Passwords are the first line of defense against unauthorized access to your computer, smart phone or tablet and even more importantly, to your personal information! The consequences if this occurs can include loss of your valuable data, access to your bank account and money, or even the potential to steal your identity! One of the most simple and common ways hackers break into your devices and computers is by guessing your password. Here are our top ten tips to keep your password secure:
1. Keep your password private— Don’t share your password with anyone under any circumstance!
Even if you trust someone, you should never give out your password. Your communications could be intercepted, the other person may write your password down or save it somewhere, or the other person’s computer may be infected with malware.
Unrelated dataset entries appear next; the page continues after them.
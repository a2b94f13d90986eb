//! Namespace registry: names, talk/subject pairing and index routing.

use std::collections::{BTreeSet, HashMap};

use crate::config::NamespaceConfig;

pub const NS_MAIN: i32 = 0;
pub const NS_TALK: i32 = 1;
pub const NS_FILE: i32 = 6;
pub const NS_TEMPLATE: i32 = 10;

/// Index suffix for content namespaces.
pub const CONTENT_INDEX: &str = "content";
/// Index suffix for every other namespace.
pub const GENERAL_INDEX: &str = "general";

/// Read-only view of the configured namespaces.
#[derive(Debug, Clone)]
pub struct NamespaceRegistry {
    names: HashMap<i32, String>,
    lookup: HashMap<String, i32>,
    content: BTreeSet<i32>,
}

impl NamespaceRegistry {
    pub fn new(config: &NamespaceConfig) -> Self {
        let mut names = HashMap::new();
        let mut lookup = HashMap::new();
        for def in &config.registry {
            names.insert(def.id, def.name.clone());
            if !def.name.is_empty() {
                lookup.insert(normalize_name(&def.name), def.id);
            }
            for alias in &def.aliases {
                lookup.insert(normalize_name(alias), def.id);
            }
        }
        Self {
            names,
            lookup,
            content: config.content_namespaces.iter().copied().collect(),
        }
    }

    /// Canonical name of a namespace. The main namespace has an empty name.
    pub fn name(&self, id: i32) -> Option<&str> {
        self.names.get(&id).map(String::as_str)
    }

    /// Find a namespace by name or alias, ignoring case and `_` vs space.
    pub fn lookup(&self, name: &str) -> Option<i32> {
        self.lookup.get(&normalize_name(name)).copied()
    }

    /// Every searchable (non-virtual) namespace id.
    pub fn searchable(&self) -> BTreeSet<i32> {
        self.names.keys().copied().filter(|id| *id >= 0).collect()
    }

    pub fn is_talk(&self, id: i32) -> bool {
        id > 0 && id % 2 == 1
    }

    /// The subject namespace paired with a talk namespace.
    pub fn subject(&self, id: i32) -> i32 {
        if self.is_talk(id) { id - 1 } else { id }
    }

    /// Index suffix that stores a namespace.
    pub fn index_suffix(&self, id: i32) -> &'static str {
        if self.content.contains(&id) {
            CONTENT_INDEX
        } else {
            GENERAL_INDEX
        }
    }

    /// Every searchable namespace stored in the index with this suffix.
    pub fn namespaces_in_index(&self, suffix: &str) -> BTreeSet<i32> {
        self.searchable()
            .into_iter()
            .filter(|id| self.index_suffix(*id) == suffix)
            .collect()
    }

    /// Split a leading `Namespace:` off a title.
    ///
    /// Returns the namespace and the remainder when the part before the
    /// first colon names a known namespace, `None` otherwise.
    pub fn split_prefix<'a>(&self, text: &'a str) -> Option<(i32, &'a str)> {
        let colon = text.find(':')?;
        let id = self.lookup(text[..colon].trim())?;
        Some((id, text[colon + 1..].trim_start()))
    }

    /// Prefixed text of a title, `Name:Title`, or just `Title` in the main
    /// namespace.
    pub fn prefixed_text(&self, id: i32, title: &str) -> String {
        match self.name(id) {
            Some(name) if !name.is_empty() => format!("{name}:{title}"),
            _ => title.to_string(),
        }
    }

    /// Normalize a `hastemplate:` value the way template transclusion names
    /// pages: a leading `:` means the main namespace, a bare name means the
    /// template namespace, an explicit namespace is kept.
    pub fn normalize_template(&self, value: &str) -> String {
        let value = value.trim();
        if let Some(main) = value.strip_prefix(':') {
            return main.trim().to_string();
        }
        match self.split_prefix(value) {
            Some((id, rest)) => self.prefixed_text(id, rest),
            None => self.prefixed_text(NS_TEMPLATE, value),
        }
    }
}

fn normalize_name(name: &str) -> String {
    name.trim().replace('_', " ").to_lowercase()
}

#[cfg(test)]
mod tests {
    use super::*;

    fn registry() -> NamespaceRegistry {
        NamespaceRegistry::new(&NamespaceConfig::default())
    }

    #[test]
    fn test_lookup_ignores_case_and_underscores() {
        let ns = registry();
        assert_eq!(ns.lookup("help"), Some(12));
        assert_eq!(ns.lookup("User_talk"), Some(3));
        assert_eq!(ns.lookup("image"), Some(6));
        assert_eq!(ns.lookup("Nope"), None);
    }

    #[test]
    fn test_split_prefix() {
        let ns = registry();
        assert_eq!(ns.split_prefix("Help:Foo"), Some((12, "Foo")));
        assert_eq!(ns.split_prefix("Help:"), Some((12, "")));
        assert_eq!(ns.split_prefix("Foo:Bar"), None);
        assert_eq!(ns.split_prefix("Foo"), None);
    }

    #[test]
    fn test_talk_pairing() {
        let ns = registry();
        assert!(ns.is_talk(1));
        assert!(!ns.is_talk(0));
        assert_eq!(ns.subject(13), 12);
        assert_eq!(ns.subject(12), 12);
    }

    #[test]
    fn test_index_routing() {
        let ns = registry();
        assert_eq!(ns.index_suffix(0), CONTENT_INDEX);
        assert_eq!(ns.index_suffix(1), GENERAL_INDEX);
        assert_eq!(ns.namespaces_in_index(CONTENT_INDEX), BTreeSet::from([0]));
        assert!(!ns.namespaces_in_index(GENERAL_INDEX).contains(&-1));
    }

    #[test]
    fn test_normalize_template() {
        let ns = registry();
        assert_eq!(ns.normalize_template("Stub"), "Template:Stub");
        assert_eq!(ns.normalize_template(":Main Page"), "Main Page");
        assert_eq!(ns.normalize_template("User:Foo/box"), "User:Foo/box");
        assert_eq!(ns.normalize_template("template:Stub"), "Template:Stub");
    }
}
2. Always use long, complex passwords.
Passwords that can be found in a dictionary can be cracked in seconds. Hackers like to use password cracking programs to guess your password by trying every combination of numbers, letters, and special characters. To guard against these password cracking programs, use long & strong passwords— the longer the password, the harder it is to crack. Make sure it always contains a combination of upper and lowercase letters, numbers, and special characters like “&” and “%”. When not using multi-factor authentication (MFA), it is wise to use a password length of 16 characters or more.
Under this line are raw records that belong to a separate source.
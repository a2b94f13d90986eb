//! Escaping of user text before it reaches the backend query parser.
//!
//! [`Escaper::escape_term`] neutralizes characters a user must not be able to
//! inject (grouping, field selection, boosts, ranges, regexes).
//! [`Escaper::escape_whole`] then repairs operators that are syntactically
//! dangling so the backend parser accepts the whole string. Neither function
//! can fail.

use lazy_static::lazy_static;
use regex::{Captures, Regex};
use unicode_segmentation::UnicodeSegmentation;

lazy_static! {
    static ref FUZZY_RE: Regex = Regex::new(r#"(?P<lead>[^\s"\\])~(?P<trail>\S*)"#).unwrap();
    static ref PROXIMITY_RE: Regex = Regex::new(r#""~(?P<trail>\S*)"#).unwrap();
    static ref GERSHAYIM_RE: Regex = Regex::new(r#"(\p{Hebrew}\p{M}*)"(\p{Hebrew})"#).unwrap();
}

/// Characters escaped by [`Escaper::escape_term`].
const INJECTABLE: &[char] = &['/', '(', ')', '{', '}', '[', ']', '^', ':'];

/// Characters that may legitimately follow a backslash in escaped text.
const ESCAPABLE: &[char] = &[
    '/', '(', ')', '{', '}', '[', ']', '^', ':', '\\', '"', '~', '+', '-', '!', '&', '|', '*', '?',
];

/// Fuzzy edit distances the backend accepts after `~`.
const ALLOWED_FUZZINESS: &[&str] = &["", "0", "1", "2"];

/// Escapes user text for the backend's query-string syntax.
#[derive(Debug, Clone)]
pub struct Escaper {
    language: String,
}

impl Escaper {
    /// Create an escaper for a corpus language.
    pub fn new(language: impl Into<String>) -> Self {
        Escaper {
            language: language.into(),
        }
    }

    /// Escape characters that would let a user reach backend syntax directly.
    ///
    /// An existing backslash escape is kept as is, so escaping already
    /// escaped text changes nothing.
    pub fn escape_term(&self, text: &str) -> String {
        let text = self.escape_quotes(text);
        let mut out = String::with_capacity(text.len() + 8);
        let mut chars = text.chars().peekable();
        while let Some(c) = chars.next() {
            if c == '\\' {
                match chars.peek() {
                    Some(&next) if ESCAPABLE.contains(&next) => {
                        out.push('\\');
                        out.push(next);
                        chars.next();
                    }
                    _ => out.push_str("\\\\"),
                }
            } else if INJECTABLE.contains(&c) {
                out.push('\\');
                out.push(c);
            } else {
                out.push(c);
            }
        }
        out
    }

    /// Repair the whole query string so the backend parser accepts it.
    ///
    /// Returns the repaired text and whether it still asks for a fuzzy match.
    pub fn escape_whole(&self, text: &str) -> (String, bool) {
        let mut fuzzy = false;

        let text = FUZZY_RE.replace_all(text, |caps: &Captures| {
            let trail = &caps["trail"];
            if ALLOWED_FUZZINESS.contains(&trail) {
                fuzzy = true;
                caps[0].to_string()
            } else {
                format!("{}\\~{}", &caps["lead"], trail)
            }
        });

        let text = PROXIMITY_RE.replace_all(&text, |caps: &Captures| {
            let trail = &caps["trail"];
            if !trail.is_empty() && trail.chars().all(|c| c.is_ascii_digit()) {
                caps[0].to_string()
            } else {
                format!("\"\\~{trail}")
            }
        });

        let text = escape_dangling_operators(&text);
        let text = lowercase_dangling_keywords(&text);
        (balance_quotes(&text), fuzzy)
    }

    /// Escape `"` used as gershayim inside Hebrew words.
    pub fn escape_quotes(&self, text: &str) -> String {
        if self.language == "he" {
            GERSHAYIM_RE.replace_all(text, r#"$1\"$2"#).into_owned()
        } else {
            text.to_string()
        }
    }
}

/// Append a closing quote when the text has an odd number of unescaped
/// quotes.
pub fn balance_quotes(text: &str) -> String {
    if has_open_quote(text) {
        format!("{text}\"")
    } else {
        text.to_string()
    }
}

/// True when an unescaped quote is left open at the end of the text.
pub fn has_open_quote(text: &str) -> bool {
    let mut in_quote = false;
    let mut in_escape = false;
    for c in text.chars() {
        if in_escape {
            in_escape = false;
            continue;
        }
        match c {
            '"' => in_quote = !in_quote,
            '\\' => in_escape = true,
            _ => {}
        }
    }
    in_quote
}

/// Number of words in the text.
pub fn term_count(text: &str) -> usize {
    text.unicode_words().count()
}

/// True when the text still holds boolean operators or wildcards that the
/// backend will interpret.
pub fn contains_operators(text: &str) -> bool {
    if text.contains("&&") || text.contains("||") {
        return true;
    }
    text.split_whitespace().any(|token| {
        matches!(token, "AND" | "OR" | "NOT")
            || token.len() > 1 && token.starts_with(['+', '-', '!'])
            || token.contains(['*', '?'])
    })
}

/// Escape `+`, `-` and `!` that are not followed by a term, and `&&`/`||`
/// with nothing on one side.
fn escape_dangling_operators(text: &str) -> String {
    let chars: Vec<char> = text.chars().collect();
    let first_term = chars.iter().position(|c| !c.is_whitespace());
    let last_term = chars.iter().rposition(|c| !c.is_whitespace());
    let mut out = String::with_capacity(text.len() + 4);
    let mut i = 0;
    while i < chars.len() {
        let c = chars[i];
        let escaped = i > 0 && chars[i - 1] == '\\';
        if !escaped && matches!(c, '+' | '-' | '!') {
            let followed_by_term = chars.get(i + 1).is_some_and(|next| !next.is_whitespace());
            if !followed_by_term {
                out.push('\\');
            }
            out.push(c);
            i += 1;
            continue;
        }
        if !escaped && matches!(c, '&' | '|') && chars.get(i + 1) == Some(&c) {
            let nothing_before = first_term.is_none_or(|first| first >= i);
            let nothing_after = last_term.is_none_or(|last| last < i + 2);
            if nothing_before || nothing_after {
                out.push('\\');
                out.push(c);
                out.push('\\');
                out.push(c);
            } else {
                out.push(c);
                out.push(c);
            }
            i += 2;
            continue;
        }
        out.push(c);
        i += 1;
    }
    out
}

/// Lowercase `AND`/`OR` without a term on both sides and `NOT` without a
/// term after it, outside of phrases.
fn lowercase_dangling_keywords(text: &str) -> String {
    let tokens = unquoted_tokens(text);
    let mut out = text.to_string();
    for (idx, &(start, end)) in tokens.iter().enumerate() {
        let token = &text[start..end];
        if !matches!(token, "AND" | "OR" | "NOT") {
            continue;
        }
        let prev = idx.checked_sub(1).map(|p| &text[tokens[p].0..tokens[p].1]);
        let next = tokens.get(idx + 1).map(|n| &text[n.0..n.1]);
        let is_term = |t: Option<&str>, allow_not: bool| match t {
            Some("AND") | Some("OR") => false,
            Some("NOT") => allow_not,
            Some(_) => true,
            None => false,
        };
        let valid = match token {
            "NOT" => is_term(next, false),
            _ => is_term(prev, false) && is_term(next, true),
        };
        if !valid {
            out.replace_range(start..end, &token.to_lowercase());
        }
    }
    out
}

/// Byte ranges of whitespace separated tokens that are not inside a phrase.
fn unquoted_tokens(text: &str) -> Vec<(usize, usize)> {
    let mut tokens = Vec::new();
    let mut in_quote = false;
    let mut in_escape = false;
    let mut start: Option<usize> = None;
    let mut token_quoted = false;
    for (i, c) in text.char_indices() {
        if c.is_whitespace() {
            if let Some(s) = start.take() {
                if !token_quoted {
                    tokens.push((s, i));
                }
            }
            in_escape = false;
            continue;
        }
        if start.is_none() {
            start = Some(i);
            token_quoted = in_quote;
        }
        if in_escape {
            in_escape = false;
        } else if c == '\\' {
            in_escape = true;
        } else if c == '"' {
            in_quote = !in_quote;
            token_quoted = true;
        }
    }
    if let Some(s) = start {
        if !token_quoted {
            tokens.push((s, text.len()));
        }
    }
    tokens
}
3. Create passwords that can’t be easily guessed.
If your password can be easily guessed, it weakens the security and might lead to a costly breach. Don’t choose passwords that use birthdays, children’s names, anniversary, pet’s names, hometown, or favorite sports team could all be easily gleaned from social media accounts or other sources. Attackers search the social media websites for personal details like these and try them as passwords.
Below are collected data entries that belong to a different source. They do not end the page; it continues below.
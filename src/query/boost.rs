//! Boost inputs: template weights, namespace weights, recency and language.

use std::collections::{BTreeMap, BTreeSet};

use lazy_static::lazy_static;
use regex::Regex;
use serde::Serialize;

use crate::config::SearchConfig;
use crate::namespace::{NS_TALK, NamespaceRegistry};
use crate::query::clause::Clause;
use crate::query::parsed::{ParsedQuery, RawQuery};

lazy_static! {
    static ref TEMPLATE_BOOST_RE: Regex = Regex::new(r"([^|]+)\|([0-9]+)% ?").unwrap();
}

const MILLIS_PER_DAY: f64 = 86_400_000.0;

/// Parse `Name|NNN%` entries into `(name, weight)` pairs. Text after `#` on
/// a line is ignored.
pub fn parse_templates(text: &str) -> Vec<(String, f64)> {
    let mut templates = Vec::new();
    for line in text.lines() {
        let line = line.split('#').next().unwrap_or_default();
        for caps in TEMPLATE_BOOST_RE.captures_iter(line) {
            let name = caps[1].trim();
            if name.is_empty() {
                continue;
            }
            if let Ok(percent) = caps[2].parse::<u32>() {
                templates.push((name.to_string(), f64::from(percent) / 100.0));
            }
        }
    }
    templates
}

/// Exponential decay of scores by page age.
#[derive(Debug, Clone, Copy, PartialEq, Serialize)]
pub struct Recency {
    /// Share of the score subject to decay, 0..=1.
    pub decay_portion: f64,
    pub half_life_days: f64,
}

impl Recency {
    /// `None` when the decay would have no effect.
    pub fn new(decay_portion: f64, half_life_days: f64) -> Option<Self> {
        if decay_portion <= 0.0 || half_life_days <= 0.0 {
            return None;
        }
        Some(Recency {
            decay_portion: decay_portion.min(1.0),
            half_life_days,
        })
    }

    /// Decay constant per millisecond.
    pub fn decay_constant(&self) -> f64 {
        std::f64::consts::LN_2 / self.half_life_days / MILLIS_PER_DAY
    }

    /// Score multiplier for a page last edited `age_ms` milliseconds ago.
    pub fn multiplier(&self, age_ms: f64) -> f64 {
        (self.decay_constant() * -age_ms).exp_m1() * self.decay_portion + 1.0
    }
}

/// Everything the builder needs to emit function-score boosts.
#[derive(Debug, Clone, Default, PartialEq, Serialize)]
pub struct BoostSpec {
    /// Template name to multiplier.
    pub templates: Vec<(String, f64)>,

    /// Weight of every namespace being searched.
    pub namespace_weights: BTreeMap<i32, f64>,

    pub recency: Option<Recency>,

    /// Language code to multiplier, requester's language first.
    pub languages: Vec<(String, f64)>,
}

impl BoostSpec {
    /// Merge query directives with configured defaults.
    pub fn derive(
        parsed: &ParsedQuery,
        raw: &RawQuery,
        config: &SearchConfig,
        registry: &NamespaceRegistry,
    ) -> Self {
        let mut templates = None;
        let mut recency = None;
        for clause in &parsed.clauses {
            match clause {
                Clause::TemplateBoostDirective { templates: t } => templates = Some(t.clone()),
                Clause::RecencyDirective {
                    decay_portion,
                    half_life_days,
                } => recency = Some(Recency::new(*decay_portion, *half_life_days)),
                _ => {}
            }
        }

        let templates = templates.unwrap_or_else(|| parse_templates(&config.boost_templates));
        let recency = recency.unwrap_or_else(|| {
            Recency::new(
                config.recency.default_decay_portion,
                config.recency.default_half_life_days,
            )
        });

        let searched: BTreeSet<i32> = if raw.namespaces.is_empty() {
            registry.searchable()
        } else {
            raw.namespaces.clone()
        };
        let namespace_weights = searched
            .into_iter()
            .map(|id| (id, namespace_weight(id, config, registry)))
            .collect();

        let mut languages = Vec::new();
        let corpus = &config.language.corpus_language;
        let user = raw.user_language.as_deref().unwrap_or(corpus);
        if config.language.user_weight > 0.0 {
            languages.push((user.to_string(), config.language.user_weight));
        }
        if user != corpus && config.language.corpus_weight > 0.0 {
            languages.push((corpus.clone(), config.language.corpus_weight));
        }

        BoostSpec {
            templates,
            namespace_weights,
            recency,
            languages,
        }
    }

    /// Namespaces grouped by identical weight, dropping groups that would
    /// not change ranking.
    pub fn namespace_groups(&self) -> Vec<(f64, Vec<i32>)> {
        if self.namespace_weights.len() < 2 {
            return Vec::new();
        }
        let mut groups: Vec<(f64, Vec<i32>)> = Vec::new();
        for (&id, &weight) in &self.namespace_weights {
            match groups.iter_mut().find(|(w, _)| *w == weight) {
                Some((_, ids)) => ids.push(id),
                None => groups.push((weight, vec![id])),
            }
        }
        if groups.len() < 2 {
            return Vec::new();
        }
        groups.retain(|(weight, _)| *weight != 1.0);
        groups
    }
}

/// Weight of a namespace. Explicit weights win; talk namespaces follow
/// their subject namespace scaled by the talk weight.
pub fn namespace_weight(id: i32, config: &SearchConfig, registry: &NamespaceRegistry) -> f64 {
    let ns = &config.namespaces;
    if let Some(weight) = ns.weights.get(&id) {
        return *weight;
    }
    let subject_weight = |subject: i32| match ns.weights.get(&subject) {
        Some(weight) => *weight,
        None if ns.content_namespaces.contains(&subject) => 1.0,
        None => ns.default_weight,
    };
    if id == NS_TALK {
        ns.talk_weight
    } else if registry.is_talk(id) {
        ns.talk_weight * subject_weight(registry.subject(id))
    } else {
        subject_weight(id)
    }
}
4. Use a sentence or passphrase.
Think of a sentence or phrase that is easy to remember but hard for someone to guess, or turn your favorite quote into an acronym. Longer is stronger, so opt for passphrases rather than passwords.
5. Consider using a password manager to keep track of your passwords.
Do not write your passwords on sticky notes that can be seen by others, or store them on your computer in clear text. Instead, consider using a secure password manager—an encrypted vault for storing passwords that is protected by a master password. Most password managers also have the ability to generate passwords for you. Make sure to use a very long and complex password for your master password.
6. Do not use simple adjacent keyboard combinations.
Also known as keyboard progressions, these are easy to crack. Examples of these include, “qwerty”, “12345”, and “1qaz”.
7. Change your password immediately if you suspect it may have been compromised.
If you notice strange activity on your account, immediately change that account’s password, and never use the same password for multiple accounts.
8. MFA all the way.
Passwords alone cannot always provide sufficient protection. Use two-factor authentication for sensitive accounts. Multi-factor authentication is a special type of security that involves two separate types and stages of authentication. Usually, two-factor authentication uses something you “have” along with something you “know”. ATMs use multi-factor authentication by requesting your ATM card and your PIN. Many online accounts require two factors: a password and a verification of your identity with your phone or another device with a one-time passcode. Other forms of multi-factor security authentication might include a token or a removable media device, such as a USB drive.
9. Do not re-use important passwords— Use unique passwords for each account.
If you use the same password for multiple accounts, you increase your overall risk. The breach of a single account could potentially lead to the breach of all of your accounts. When a hacker knows your username and password on one service, the hacker will try the same login information on other services. To thwart these types of attacks, use unique passwords for every account you have and change them often. Email addresses, personal banking, your Amazon account, cable and internet services, mobile devices, personal computers and all your other online shopping accounts should all have separate passwords.
10. Public computers may be infected with malware or have other security issues. Never enter your username and password on an untrusted computer.
Public computers, such as those at hotel business centers, libraries or Internet kiosks, may not be appropriately secured. They could be infected with malware, which could potentially steal your password. You could also forget to log out, leaving your account vulnerable to intrusion. To avoid this, don’t log into your account on a public computer. When traveling, always use a secure Internet connection.